* **Directions**:
Give every line of the records exactly, please, from the first up to and including the one containing "fn from_caller_key(key: &str)".

Records drawn from a dataset
◆ ◆ ◆ ◆ ◆

//! Allow-listed partial updates.
//!
//! A [`FieldSet`] is an ordered list of `(column, value)` pairs for one
//! entity. Column identifiers only ever come from the [`Column`] enums below,
//! so caller-supplied keys never reach statement text: unknown keys are
//! rejected while the set is being built, and every value is bound.

use hive_core::error::CoreError;
use hive_core::types::DbId;
use sqlx::{QueryBuilder, Sqlite};

// ---------------------------------------------------------------------------
// Columns
// ---------------------------------------------------------------------------

/// Storage class of a mutable column.
#[derive(Debug, Clone, Copy, PartialEq, Eq)]
pub enum ColumnKind {
    Text,
    Integer,
}

/// A mutable column of one entity table.
pub trait Column: Copy + Eq + std::fmt::Debug + 'static {
    /// Entity name used in error messages.
    const ENTITY: &'static str;

    /// Columns a caller may name in an update request, in declaration order.
    const CALLER_MUTABLE: &'static [Self];

    fn name(self) -> &'static str;

    fn kind(self) -> ColumnKind;

    /// Whether `NULL` is an acceptable value.
    fn nullable(self) -> bool;

    /// Resolve a caller-supplied key against [`CALLER_MUTABLE`](Self::CALLER_MUTABLE).
    fn from_caller_key(key: &str) -> Option<Self> {
        Self::CALLER_MUTABLE.iter().copied().find(|c| c.name() == key)
    }
}

/// Mutable columns of `vendedores`. `id` and `password_hash` are not updatable.
#[derive(Debug, Clone, Copy, PartialEq, Eq)]
pub enum VendorColumn {
    Name,
    Email,
    Bio,
}

impl Column for VendorColumn {
    const ENTITY: &'static str = "Vendor";
    const CALLER_MUTABLE: &'static [Self] = &[Self::Name, Self::Email, Self::Bio];

    fn name(self) -> &'static str {
        match self {
            Self::Name => "name",
            Self::Email => "email",
            Self::Bio => "bio",
        }
    }

    fn kind(self) -> ColumnKind {
        ColumnKind::Text
    }

    fn nullable(self) -> bool {
        matches!(self, Self::Bio)
    }
}

/// Mutable columns of `posts`.
///
/// `ImagePath` is settable only by the repository (from an image payload),
/// never directly by a caller.
#[derive(Debug, Clone, Copy, PartialEq, Eq)]
pub enum PublicationColumn {
    Name,
    Description,
    Category,
    VendorId,
    ImagePath,
    Phone,
    Location,
}

impl Column for PublicationColumn {
    const ENTITY: &'static str = "Publication";
    const CALLER_MUTABLE: &'static [Self] = &[
        Self::Name,
        Self::Description,
        Self::Category,
        Self::VendorId,
        Self::Phone,
        Self::Location,
    ];

    fn name(self) -> &'static str {
        match self {
            Self::Name => "name",
            Self::Description => "description",
            Self::Category => "category",
            Self::VendorId => "vendor_id",
            Self::ImagePath => "image_path",
            Self::Phone => "phone",
            Self::Location => "location",
        }
    }

    fn kind(self) -> ColumnKind {
        match self {
            Self::VendorId => ColumnKind::Integer,
            _ => ColumnKind::Text,
        }
    }

    fn nullable(self) -> bool {
        !matches!(self, Self::Name | Self::Description | Self::VendorId)
    }
}

// ---------------------------------------------------------------------------
// Values
// ---------------------------------------------------------------------------

/// New value for one column.
#[derive(Debug, Clone, PartialEq, Eq)]
pub enum FieldValue {
    Text(String),
    Integer(i64),
    Null,
}

impl From<String> for FieldValue {
    fn from(value: String) -> Self {
        Self::Text(value)
    }
}

impl From<&str> for FieldValue {
    fn from(value: &str) -> Self {
        Self::Text(value.to_string())
    }
}

impl From<i64> for FieldValue {
    fn from(value: i64) -> Self {
        Self::Integer(value)
    }
}

impl From<Option<String>> for FieldValue {
    fn from(value: Option<String>) -> Self {
        value.map_or(Self::Null, Self::Text)
    }
}

// ---------------------------------------------------------------------------
// Field set
// ---------------------------------------------------------------------------

/// Ordered, validated set of column assignments for one entity.
#[derive(Debug, Clone, PartialEq)]
pub struct FieldSet<C: Column> {
    entries: Vec<(C, FieldValue)>,
}

impl<C: Column> Default for FieldSet<C> {
    fn default() -> Self {
        Self {
            entries: Vec::new(),
        }
    }
}

impl<C: Column> FieldSet<C> {
    pub fn new() -> Self {
        Self::default()
    }

    /// Build a field set from caller-supplied `(key, json value)` pairs,
    /// keeping their order.
    ///
    /// Fails with [`CoreError::Validation`] on the first key that is not a
    /// caller-mutable column or whose value does not fit the column.
    pub fn from_json<I>(fields: I) -> Result<Self, CoreError>
    where
        I: IntoIterator<Item = (String, serde_json::Value)>,
    {
        let mut set = Self::new();
        for (key, value) in fields {
            let column = C::from_caller_key(&key).ok_or_else(|| {
                CoreError::Validation(format!(
                    "Field '{key}' cannot be updated on {}",
                    C::ENTITY
                ))
            })?;
            set.set(column, json_to_value(column, value)?)?;
        }
        Ok(set)
    }

    /// Assign `value` to `column`.
    ///
    /// Re-assigning a column replaces its value in place, keeping the
    /// original position.
    pub fn set(&mut self, column: C, value: impl Into<FieldValue>) -> Result<(), CoreError> {
        let value = value.into();
        check_value(column, &value)?;

        match self.entries.iter_mut().find(|(c, _)| *c == column) {
            Some(entry) => entry.1 = value,
            None => self.entries.push((column, value)),
        }
        Ok(())
    }

    pub fn get(&self, column: C) -> Option<&FieldValue> {
        self.entries
            .iter()
            .find(|(c, _)| *c == column)
            .map(|(_, v)| v)
    }

    pub fn contains(&self, column: C) -> bool {
        self.get(column).is_some()
    }

    pub fn columns(&self) -> impl Iterator<Item = C> + '_ {
        self.entries.iter().map(|(c, _)| *c)
    }

    pub fn len(&self) -> usize {
        self.entries.len()
    }

    pub fn is_empty(&self) -> bool {
        self.entries.is_empty()
    }

    /// Build `UPDATE <table> SET c1 = ?, c2 = ? WHERE <key_column> = ?`
    /// covering exactly the assigned columns, in assignment order.
    ///
    /// An empty set is a [`CoreError::Validation`].
    pub fn build_update(
        &self,
        table: &'static str,
        key_column: &'static str,
        id: DbId,
    ) -> Result<QueryBuilder<'static, Sqlite>, CoreError> {
        if self.entries.is_empty() {
            return Err(CoreError::Validation(format!(
                "No fields supplied to update on {}",
                C::ENTITY
            )));
        }

        let mut query = QueryBuilder::new(format!("UPDATE {table} SET "));
        for (i, (column, value)) in self.entries.iter().enumerate() {
            if i > 0 {
                query.push(", ");
            }
            query.push(column.name()).push(" = ");
            match value {
                FieldValue::Text(text) => query.push_bind(text.clone()),
                FieldValue::Integer(n) => query.push_bind(*n),
                FieldValue::Null => query.push_bind(None::<String>),
            };
        }
        query.push(format!(" WHERE {key_column} = ")).push_bind(id);

        Ok(query)
    }
}

/// Check that `value` fits `column`: right kind, `NULL` only where allowed,
/// and no blank text in required columns.
fn check_value<C: Column>(column: C, value: &FieldValue) -> Result<(), CoreError> {
    let ok = match (column.kind(), value) {
        (_, FieldValue::Null) => column.nullable(),
        (ColumnKind::Text, FieldValue::Text(text)) => column.nullable() || !text.trim().is_empty(),
        (ColumnKind::Integer, FieldValue::Integer(_)) => true,
        _ => false,
    };

    if ok {
        Ok(())
    } else {
        Err(CoreError::Validation(format!(
            "Invalid value for '{}' on {}: expected {}",
            column.name(),
            C::ENTITY,
            expectation(column)
        )))
    }
}

fn expectation<C: Column>(column: C) -> &'static str {
    match (column.kind(), column.nullable()) {
        (ColumnKind::Text, true) => "a string or null",
        (ColumnKind::Text, false) => "a non-empty string",
        (ColumnKind::Integer, true) => "an integer or null",
        (ColumnKind::Integer, false) => "an integer",
    }
}

/// Convert a JSON value for `column`. Integer columns also accept numeric strings.
fn json_to_value<C: Column>(column: C, value: serde_json::Value) -> Result<FieldValue, CoreError> {
    use serde_json::Value;

    let converted = match (column.kind(), value) {
        (_, Value::Null) => Some(FieldValue::Null),
        (ColumnKind::Text, Value::String(text)) => Some(FieldValue::Text(text)),
        (ColumnKind::Integer, Value::Number(n)) => n.as_i64().map(FieldValue::Integer),
        (ColumnKind::Integer, Value::String(text)) => {
            text.trim().parse::<i64>().ok().map(FieldValue::Integer)
        }
        _ => None,
    };

    converted.ok_or_else(|| {
        CoreError::Validation(format!(
            "Invalid value for '{}' on {}: expected {}",
            column.name(),
            C::ENTITY,
            expectation(column)
        ))
    })
}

◆ ◆ ◆ ◆ ◆

* **Task output**:
//! Allow-listed partial updates.
//!
//! A [`FieldSet`] is an ordered list of `(column, value)` pairs for one
//! entity. Column identifiers only ever come from the [`Column`] enums below,
//! so caller-supplied keys never reach statement text: unknown keys are
//! rejected while the set is being built, and every value is bound.

use hive_core::error::CoreError;
use hive_core::types::DbId;
use sqlx::{QueryBuilder, Sqlite};

// ---------------------------------------------------------------------------
// Columns
// ---------------------------------------------------------------------------

/// Storage class of a mutable column.
#[derive(Debug, Clone, Copy, PartialEq, Eq)]
pub enum ColumnKind {
    Text,
    Integer,
}

/// A mutable column of one entity table.
pub trait Column: Copy + Eq + std::fmt::Debug + 'static {
    /// Entity name used in error messages.
    const ENTITY: &'static str;

    /// Columns a caller may name in an update request, in declaration order.
    const CALLER_MUTABLE: &'static [Self];

    fn name(self) -> &'static str;

    fn kind(self) -> ColumnKind;

    /// Whether `NULL` is an acceptable value.
    fn nullable(self) -> bool;

    /// Resolve a caller-supplied key against [`CALLER_MUTABLE`](Self::CALLER_MUTABLE).
    fn from_caller_key(key: &str) -> Option<Self> {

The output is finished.